The conclusions presented in Hall et al.’s (2003) paper on the association between antidepressants prescribing and suicide are questionable. The authors claim that their findings support the contention that there is a clear association and, perhaps, causal relationship between antidepressant prescribing and suicide, especially in older males and females. Unfortunately, the authors fail to duly acknowledge that their data also indicate a lack of impact of antidepressants on suicide in younger individuals, which, indeed, might have been used to corroborate an opposite standpoint to that presented in the paper. For instance, tables 1 and 2 show that, despite an increase in antidepressant use, both male and female subjects aged 15 to 44 reported an increase in suicide rates.

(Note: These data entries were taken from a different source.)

/// Server setup and initialization
///
/// Wires together storage, the DAG registry, the block registry, the
/// execution engine and the HTTP routes.

use crate::{
    api::{create_dag_routes, create_run_routes, AppState},
    config::Config,
    project::{open_pool, ProjectConfigStore},
    runtime::{engine::EngineSettings, executor::BlockRegistry, ExecutionEngine},
    workflow::{registry::DagRegistry, storage::DagStorage},
};
use anyhow::Result;
use axum::{routing::get, Router};
use sqlx::SqlitePool;
use std::sync::Arc;
use tokio::net::TcpListener;

/// Build the application over an already-open database pool
///
/// Uses the built-in block implementations; see [`build_app_with_blocks`]
/// to register extra ones.
pub async fn build_app(pool: SqlitePool, config: &Config) -> Result<Router> {
    build_app_with_blocks(pool, config, BlockRegistry::with_builtins()).await
}

pub async fn build_app_with_blocks(
    pool: SqlitePool,
    config: &Config,
    blocks: BlockRegistry,
) -> Result<Router> {
    tracing::info!("📋 Initializing DAG storage");
    let storage = DagStorage::new(pool.clone());
    storage
        .init_schema()
        .await
        .map_err(|e| anyhow::anyhow!("Failed to initialize DAG storage: {}", e))?;

    tracing::info!("🏗️ Initializing project config store");
    let config_store = ProjectConfigStore::new(pool);
    config_store
        .init_schema()
        .await
        .map_err(|e| anyhow::anyhow!("Failed to initialize config store: {}", e))?;

    tracing::info!("🧱 Block implementations: {:?}", blocks);
    let blocks = Arc::new(blocks);

    tracing::info!("📊 Initializing DAG registry");
    let registry = Arc::new(DagRegistry::new(storage, Arc::clone(&blocks)));
    tracing::info!("📥 Loading existing DAGs from storage");
    registry
        .init_from_storage()
        .await
        .map_err(|e| anyhow::anyhow!("Failed to load DAGs from storage: {}", e))?;

    tracing::info!("🚀 Initializing execution engine");
    let engine = Arc::new(ExecutionEngine::new(
        blocks,
        EngineSettings::from(&config.engine),
    ));

    let state = AppState {
        registry,
        engine,
        config_source: Arc::new(config_store),
        config_scope: config.engine.config_scope.clone(),
    };

    tracing::info!("📡 Creating HTTP router with all endpoints");
    let app = Router::new()
        .route("/healthz", get(health_check))
        .merge(create_dag_routes())
        .merge(create_run_routes())
        .with_state(state);

    tracing::info!("✅ Application initialized successfully");
    Ok(app)
}

/// Create the application, opening the database under the configured data dir
pub async fn create_app(config: Config) -> Result<Router> {
    tracing::info!("📁 Using data directory: {}", config.database.data_dir);
    let pool = open_pool(&config.database.data_dir).await?;
    build_app(pool, &config).await
}

/// Start the HTTP server with the given configuration
pub async fn start_server(config: Config) -> Result<()> {
    tracing_subscriber::fmt()
        .with_target(false)
        .with_thread_ids(true)
        .with_level(true)
        .init();

    tracing::info!("Starting Blockway server...");

    let app = create_app(config.clone()).await?;

    let bind_addr = format!("{}:{}", config.server.host, config.server.port);
    let listener = TcpListener::bind(&bind_addr).await?;

    tracing::info!("Server listening on http://{}", bind_addr);

    axum::serve(listener, app.into_make_service()).await?;

    Ok(())
}

/// Health check endpoint handler
async fn health_check() -> &'static str {
    "ok"
}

Additionally, the relative increase in antidepressant use in this age segment of the population was much higher (e.g., OR = 11.9 in 15-24 year old males) than that observed in the elderly (e.g., OR = 1.97 in 65-74 year old males). These results question the existence of an unequivocal association between antidepressant prescriptions and suicide rates. Of course, it could be argued that without antidepressants the rates of suicide in the younger segment of the population could have been even higher. However, the research design adopted in the present study cannot provide a reliable answer to these questions.

It should be also noted that if we calculate the correlation between absolute changes in antidepressant use and suicide rates in the age groups, controlling for the differences in initial levels (1986-1990) of antidepressant use and suicide rates, the strength of association between the two variables appears to be much lower and in the opposite direction than that reported by Hall et al. (eg., r = 0.04 for males and r = 0.33 for females; p< 05). Furthermore, the fact that the authors found a higher correlation between age groups and changes in suicide rates than between estimated changes in antidepressant prescriptions and suicide rates implies that some age-related factors may be responsible for the observed association. We believe that these findings should have raised at least some concerns about the spuriousness of the observed antidepressant- suicide relationship.

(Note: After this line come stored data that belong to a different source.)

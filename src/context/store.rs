/// Per-run Context Store
///
/// Holds everything a run accumulates: the external request, the input and
/// response history of every block, data-flow records and the config resolver.
/// The store is append-only and every write is stamped with a monotonically
/// increasing sequence number.
///
/// State lives behind an `ArcSwap`: a commit builds the next state and swaps
/// the pointer in one step, so a reader holding a snapshot never sees a
/// half-written invocation. Only the engine writes; blocks get a `Dao` over a
/// snapshot taken when their invocation started.

use crate::context::{
    config::ConfigResolver,
    dao::Dao,
    response::{BlockOutput, BlockResponse, DataFlowRecord, SuccessRange},
};
use crate::workflow::types::ApiRequest;
use arc_swap::ArcSwap;
use chrono::{DateTime, Utc};
use serde::Serialize;
use serde_json::Value;
use std::{collections::HashMap, sync::Arc};
use uuid::Uuid;

/// A value plus its write stamp
#[derive(Debug, Clone, Serialize)]
#[serde(rename_all = "camelCase")]
pub struct Recorded<T> {
    pub seq: u64,
    pub recorded_at: DateTime<Utc>,
    pub value: T,
}

/// Immutable state of a run at one point in its sequence
///
/// Each history sits behind its own `Arc`, so building the next state copies
/// only the histories a write touches.
#[derive(Debug, Clone, Default)]
pub struct ContextState {
    pub(crate) api_request: Arc<ApiRequest>,
    pub(crate) outputs: HashMap<String, Arc<Vec<Recorded<BlockResponse>>>>,
    pub(crate) inputs: HashMap<String, Arc<Vec<Recorded<Value>>>>,
    pub(crate) flows: Arc<HashMap<String, Recorded<DataFlowRecord>>>,
    pub(crate) flow_order: Arc<Vec<String>>,
    pub(crate) next_seq: u64,
}

impl ContextState {
    fn stamp<T>(&mut self, value: T) -> Recorded<T> {
        let seq = self.next_seq;
        self.next_seq += 1;
        Recorded {
            seq,
            recorded_at: Utc::now(),
            value,
        }
    }

    fn append_responses(&mut self, block: &str, responses: Vec<BlockResponse>) {
        let stamped: Vec<_> = responses.into_iter().map(|r| self.stamp(r)).collect();
        // Visited-but-empty still marks the block as visited
        let history = self.outputs.entry(block.to_string()).or_default();
        Arc::make_mut(history).extend(stamped);
    }

    fn append_input(&mut self, block: &str, input: Value) {
        let stamped = self.stamp(input);
        let history = self.inputs.entry(block.to_string()).or_default();
        Arc::make_mut(history).push(stamped);
    }

    fn insert_flow(&mut self, record: DataFlowRecord) -> bool {
        if self.flows.contains_key(&record.flow_id) {
            tracing::warn!(
                "⚠️ Ignoring duplicate data flow registration: {}",
                record.flow_id
            );
            return false;
        }
        let flow_id = record.flow_id.clone();
        let stamped = self.stamp(record);
        Arc::make_mut(&mut self.flows).insert(flow_id.clone(), stamped);
        Arc::make_mut(&mut self.flow_order).push(flow_id);
        true
    }
}

/// Everything one finished invocation writes, committed atomically
#[derive(Debug, Clone)]
pub struct Commit {
    pub block: String,
    pub input: Value,
    pub responses: Vec<BlockResponse>,
    pub data_flows: Vec<DataFlowRecord>,
}

/// One write in the store's journal
#[derive(Debug, Clone, Serialize)]
#[serde(rename_all = "camelCase", rename_all_fields = "camelCase", tag = "kind")]
pub enum JournalEntry {
    Input {
        seq: u64,
        recorded_at: DateTime<Utc>,
        block: String,
    },
    Response {
        seq: u64,
        recorded_at: DateTime<Utc>,
        block: String,
        status: u16,
    },
    DataFlow {
        seq: u64,
        recorded_at: DateTime<Utc>,
        flow_id: String,
    },
}

impl JournalEntry {
    pub fn seq(&self) -> u64 {
        match self {
            JournalEntry::Input { seq, .. }
            | JournalEntry::Response { seq, .. }
            | JournalEntry::DataFlow { seq, .. } => *seq,
        }
    }
}

/// Frozen view of the store handed to readers
#[derive(Debug, Clone)]
pub struct ContextSnapshot {
    pub(crate) state: Arc<ContextState>,
    pub(crate) success: SuccessRange,
}

/// Mutable-by-engine state of one workflow run
#[derive(Debug)]
pub struct ContextStore {
    run_id: Uuid,
    state: ArcSwap<ContextState>,
    success: SuccessRange,
    config: Arc<ConfigResolver>,
}

impl ContextStore {
    pub fn new(api_request: ApiRequest, success: SuccessRange, config: Arc<ConfigResolver>) -> Self {
        let state = ContextState {
            api_request: Arc::new(api_request),
            ..ContextState::default()
        };
        Self {
            run_id: Uuid::new_v4(),
            state: ArcSwap::new(Arc::new(state)),
            success,
            config,
        }
    }

    pub fn run_id(&self) -> Uuid {
        self.run_id
    }

    pub fn success_range(&self) -> SuccessRange {
        self.success
    }

    pub fn config(&self) -> &Arc<ConfigResolver> {
        &self.config
    }

    /// Consistent view as of now; later commits are invisible to it
    pub fn snapshot(&self) -> ContextSnapshot {
        ContextSnapshot {
            state: self.state.load_full(),
            success: self.success,
        }
    }

    /// Read API over the current state, not bound to any invocation
    pub fn dao(&self) -> Dao {
        Dao::new(self.snapshot(), Arc::clone(&self.config), None)
    }

    /// Append one or more responses to a block's history
    pub fn record_result(&self, block: &str, output: impl Into<BlockOutput>) {
        let responses = output.into().into_responses();
        self.state.rcu(|current| {
            let mut next = ContextState::clone(current);
            next.append_responses(block, responses.clone());
            next
        });
    }

    /// Register a data flow; returns false if the flow id is already taken
    pub fn register_data_flow(&self, record: DataFlowRecord) -> bool {
        let mut inserted = false;
        self.state.rcu(|current| {
            let mut next = ContextState::clone(current);
            inserted = next.insert_flow(record.clone());
            next
        });
        inserted
    }

    /// Commit an invocation's input, responses and data flows in one swap
    pub fn commit(&self, commit: Commit) {
        tracing::debug!(
            "💾 Committing {} response(s) and {} data flow(s) for '{}'",
            commit.responses.len(),
            commit.data_flows.len(),
            commit.block
        );
        self.state.rcu(|current| {
            let mut next = ContextState::clone(current);
            next.append_input(&commit.block, commit.input.clone());
            next.append_responses(&commit.block, commit.responses.clone());
            for record in &commit.data_flows {
                next.insert_flow(record.clone());
            }
            next
        });
    }

    /// Every write so far, ordered by sequence number
    pub fn journal(&self) -> Vec<JournalEntry> {
        let state = self.state.load();
        let mut entries = Vec::new();

        for (block, inputs) in &state.inputs {
            entries.extend(inputs.iter().map(|r| JournalEntry::Input {
                seq: r.seq,
                recorded_at: r.recorded_at,
                block: block.clone(),
            }));
        }
        for (block, responses) in &state.outputs {
            entries.extend(responses.iter().map(|r| JournalEntry::Response {
                seq: r.seq,
                recorded_at: r.recorded_at,
                block: block.clone(),
                status: r.value.status,
            }));
        }
        for record in state.flows.values() {
            entries.push(JournalEntry::DataFlow {
                seq: record.seq,
                recorded_at: record.recorded_at,
                flow_id: record.value.flow_id.clone(),
            });
        }

        entries.sort_by_key(JournalEntry::seq);
        entries
    }

    /// Data-flow records in registration order
    pub fn data_flows(&self) -> Vec<DataFlowRecord> {
        let state = self.state.load();
        state
            .flow_order
            .iter()
            .filter_map(|id| state.flows.get(id))
            .map(|r| r.value.clone())
            .collect()
    }

    /// Names of all blocks with recorded output
    pub fn visited_blocks(&self) -> Vec<String> {
        let mut names: Vec<String> = self.state.load().outputs.keys().cloned().collect();
        names.sort();
        names
    }
}

#[cfg(test)]
mod tests {
    use super::*;
    use crate::context::response::BlockError;
    use serde_json::json;

    fn store() -> ContextStore {
        ContextStore::new(
            ApiRequest::from_body(json!({ "id": 1 })),
            SuccessRange::default(),
            Arc::new(ConfigResolver::empty()),
        )
    }

    #[test]
    fn record_result_appends_in_order() {
        let store = store();
        store.record_result("a", BlockResponse::ok("a", json!(1)));
        store.record_result(
            "a",
            vec![BlockResponse::ok("a", json!(2)), BlockResponse::ok("a", json!(3))],
        );

        let bodies: Vec<_> = store
            .dao()
            .get_block_out("a")
            .unwrap()
            .into_iter()
            .map(|r| r.body)
            .collect();
        assert_eq!(bodies, vec![json!(1), json!(2), json!(3)]);
    }

    #[test]
    fn snapshot_is_isolated_from_later_commits() {
        let store = store();
        let before = store.snapshot();
        store.commit(Commit {
            block: "a".into(),
            input: json!(null),
            responses: vec![BlockResponse::ok("a", json!("done"))],
            data_flows: vec![],
        });

        assert!(!before.state.outputs.contains_key("a"));
        assert!(store.snapshot().state.outputs.contains_key("a"));
    }

    #[test]
    fn commit_shares_untouched_histories() {
        let store = store();
        store.record_result("a", BlockResponse::ok("a", json!(1)));
        store.register_data_flow(DataFlowRecord::completed("f", json!(1)));
        let before = store.snapshot();

        store.commit(Commit {
            block: "b".into(),
            input: json!(null),
            responses: vec![BlockResponse::ok("b", json!(2))],
            data_flows: vec![],
        });
        let after = store.snapshot();

        assert!(Arc::ptr_eq(&before.state.outputs["a"], &after.state.outputs["a"]));
        assert!(Arc::ptr_eq(&before.state.flows, &after.state.flows));
        assert!(!before.state.outputs.contains_key("b"));

        store.record_result("a", BlockResponse::ok("a", json!(3)));
        assert_eq!(before.state.outputs["a"].len(), 1);
        assert_eq!(store.snapshot().state.outputs["a"].len(), 2);
    }

    #[test]
    fn empty_commit_still_marks_visited() {
        let store = store();
        store.record_result("bulk", Vec::<BlockResponse>::new());
        let dao = store.dao();
        assert!(dao.has_block_been_visited("bulk"));
        assert!(dao.get_block_out("bulk").unwrap().is_empty());
    }

    #[test]
    fn duplicate_flow_id_is_ignored() {
        let store = store();
        assert!(store.register_data_flow(DataFlowRecord::completed("f", json!(1))));
        assert!(!store.register_data_flow(DataFlowRecord::failed(
            "f",
            json!(2),
            BlockError::new(500, "late")
        )));
        assert_eq!(store.dao().get_data_flow_body("f").unwrap(), json!(1));
    }

    #[test]
    fn journal_is_sequence_ordered() {
        let store = store();
        store.commit(Commit {
            block: "a".into(),
            input: json!({ "x": 1 }),
            responses: vec![BlockResponse::ok("a", json!(1))],
            data_flows: vec![DataFlowRecord::completed("f1", json!(null))],
        });
        store.record_result("b", BlockResponse::ok("b", json!(2)));

        let journal = store.journal();
        let seqs: Vec<u64> = journal.iter().map(JournalEntry::seq).collect();
        assert_eq!(seqs, vec![0, 1, 2, 3]);
        assert!(matches!(&journal[0], JournalEntry::Input { block, .. } if block == "a"));
        assert!(matches!(&journal[2], JournalEntry::DataFlow { flow_id, .. } if flow_id == "f1"));
        assert!(matches!(&journal[3], JournalEntry::Response { block, .. } if block == "b"));
    }
}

It should be also noted that Hall at al.’s paper presents an overly biased overview of the current findings on the relationship between antidepressants and suicidal behaviour. Pharmacoepidemiological investigations, pooled analyses, and randomised control trials have yielded conflicting evidence in this respect and it is not clear whether antidepressants may prevent or even provoke suicidal behaviours (Baldwin, 2000).

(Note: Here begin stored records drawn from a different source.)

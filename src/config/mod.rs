/// Configuration management for the blockway engine
///
/// Handles server configuration, storage location, and engine limits.

use serde::{Deserialize, Serialize};

/// Main application configuration
#[derive(Debug, Clone, Serialize, Deserialize)]
pub struct Config {
    /// Server configuration
    pub server: ServerConfig,
    /// Database configuration
    pub database: DatabaseConfig,
    /// Execution engine limits
    pub engine: EngineConfig,
}

/// HTTP server configuration
#[derive(Debug, Clone, Serialize, Deserialize)]
pub struct ServerConfig {
    /// Server bind address (e.g., "0.0.0.0")
    pub host: String,
    /// Server port number
    pub port: u16,
}

/// Database configuration
#[derive(Debug, Clone, Serialize, Deserialize)]
pub struct DatabaseConfig {
    /// Directory holding blockway.db (DAG documents, projects, config values)
    pub data_dir: String,
}

/// Execution engine limits
#[derive(Debug, Clone, Serialize, Deserialize)]
pub struct EngineConfig {
    /// Activations allowed per block per run before the cycle guard trips
    pub max_visits: u32,
    /// Default per-invocation timeout in milliseconds, 0 disables it
    pub block_timeout_ms: u64,
    /// Lowest status code counted as success
    pub success_min: u16,
    /// Highest status code counted as success
    pub success_max: u16,
    /// Project slug config lookups resolve against
    pub config_scope: String,
}

fn env_or<T: std::str::FromStr>(key: &str, default: T) -> T {
    std::env::var(key)
        .ok()
        .and_then(|v| v.parse().ok())
        .unwrap_or(default)
}

impl Default for Config {
    /// Default configuration with ENV_VAR support for k8s/container deployment
    fn default() -> Self {
        Self {
            server: ServerConfig {
                host: std::env::var("BLOCKWAY_HOST").unwrap_or_else(|_| "0.0.0.0".to_string()),
                port: env_or("BLOCKWAY_PORT", 3004),
            },
            database: DatabaseConfig {
                data_dir: std::env::var("BLOCKWAY_DATA_DIR").unwrap_or_else(|_| "data".to_string()),
            },
            engine: EngineConfig::default(),
        }
    }
}

impl Default for EngineConfig {
    fn default() -> Self {
        Self {
            max_visits: env_or("BLOCKWAY_MAX_VISITS", 16),
            block_timeout_ms: env_or("BLOCKWAY_BLOCK_TIMEOUT_MS", 30_000),
            success_min: env_or("BLOCKWAY_SUCCESS_MIN", 200),
            success_max: env_or("BLOCKWAY_SUCCESS_MAX", 299),
            config_scope: std::env::var("BLOCKWAY_CONFIG_SCOPE")
                .unwrap_or_else(|_| "default".to_string()),
        }
    }
}
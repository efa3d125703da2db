#![allow(dead_code)]

use serde_json::{Value, json};
use std::sync::{Arc, Mutex};
use warp::Filter;
use warp::http::StatusCode;

use trivia::server;
use trivia::store::Store;

/// Serves `store` on an ephemeral local port and returns the base url.
pub fn spawn_api(store: Store) -> String {
    let (addr, server) = warp::serve(server::routes(store)).bind_ephemeral(([127, 0, 0, 1], 0));
    tokio::spawn(server);
    format!("http://{}", addr)
}

/// Request bodies received by a mock API.
pub type Received = Arc<Mutex<Vec<Value>>>;

/// Stand-in API that lists fixed categories and records every
/// `POST /questions` body, answering it with `status`.
pub fn spawn_mock(categories: Value, status: StatusCode) -> (String, Received) {
    let received: Received = Arc::new(Mutex::new(Vec::new()));

    let get_categories = warp::get()
        .and(warp::path("categories"))
        .and(warp::path::end())
        .map(move || warp::reply::json(&json!({ "success": true, "categories": categories.clone() })));

    let bodies = received.clone();
    let add_question = warp::post()
        .and(warp::path("questions"))
        .and(warp::path::end())
        .and(warp::body::json())
        .map(move |body: Value| {
            bodies.lock().unwrap().push(body);
            warp::reply::with_status(
                warp::reply::json(&json!({ "success": status.is_success() })),
                status,
            )
        });

    let (addr, server) =
        warp::serve(get_categories.or(add_question)).bind_ephemeral(([127, 0, 0, 1], 0));
    tokio::spawn(server);
    (format!("http://{}", addr), received)
}

/// Base url nobody listens on.
pub async fn dead_url() -> String {
    let listener = tokio::net::TcpListener::bind("127.0.0.1:0").await.unwrap();
    let addr = listener.local_addr().unwrap();
    drop(listener);
    format!("http://{}", addr)
}
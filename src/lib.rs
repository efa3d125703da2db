#![warn(clippy::all)]

pub mod client;
pub mod components;
pub mod config;
pub mod routes;
pub mod server;
pub mod store;
pub mod types;

pub use client::TriviaClient;
pub use handle_errors::Error;
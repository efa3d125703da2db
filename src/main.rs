#![warn(clippy::all)]

use clap::Parser;
use tracing_subscriber::fmt::format::FmtSpan;

use trivia::config::{Config, Overrides};
use trivia::server;
use trivia::store::Store;

/// Serves the trivia API
#[derive(Parser, Debug)]
#[clap(author, version, about)]
struct Args {
    #[clap(flatten)]
    overrides: Overrides,
}

#[tokio::main]
async fn main() -> Result<(), handle_errors::Error> {
    let args = Args::parse();
    let config = Config::load(&args.overrides)?;

    tracing_subscriber::fmt()
        .with_env_filter(config.log_filter())
        // Record an event when each span closes.
        // This shows how long the route handlers took.
        .with_span_events(FmtSpan::CLOSE)
        .init();

    let store = if config.seed {
        Store::seeded()?
    } else {
        Store::default()
    };
    let addr = config.socket_addr()?;

    tracing::info!(
        "Trivia API listening on {}, {} questions loaded",
        addr,
        store.count_questions().await
    );
    warp::serve(server::routes(store)).run(addr).await;

    Ok(())
}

Another problem associated with the conclusions reached in Hall et al.’s study regards the authors’ claim that in the examined timeframe there was “no evidence of marked changes in method of suicide”. This is incorrect. There was indeed a substantial decline in suicide by drugs overdosing. This phenomenon was observed in all age groups, but was more pronounced in older adults, reaching a 40% decrease in the over 75 and affecting proportionately more women than men, who are notoriously more prone to attempting suicide with prescribed medications (ABS, 2001). As suggested by another commentator of Hall et al.’s paper (D. Blisker), the possible impact of newer, safer antidepressants on suicide rates in elderly could be explained by a reduction in access to lethal means of suicide. Not to mention that suicide rates, especially in older women in Australia, have demonstrated a nearly constant decline since the pre- antidepressants era. This happened in most, if not all, Anglo-Saxon countries, suggesting the (powerful) influence of socio-cultural factors (De Leo, 2001).

Finally, it is important to acknowledge that suicide is not simply a function of depression but requires integrated efforts at all levels of the community, all round. In fact, a recent study (Bertolote et al., in press) showed that by treating with a 70% efficacy index ALL depressed people, the obtainable reduction in suicide rates would not be higher than 12%. Consequently, although depression is one of the factors associated with higher suicide risk, concentrating most efforts only in this direction would be dangerously reductionistic and unjustifiable (De Leo, 2002).

References:

1. Australian Bureau of Statistics (2001). Suicide, Australia. Information paper, Canberra, Australian Bureau of Statistics

2. Baldwin, D.S. Pharmacological provocation and prevention of suicidal behaviour. Intern Rev Psychiatry 12: 54-61.

3. Bertolote, J.M., Fleishman, A., De Leo, D., et al. Mental disorders and suicide (editorial). Br J Psychiatry (in press).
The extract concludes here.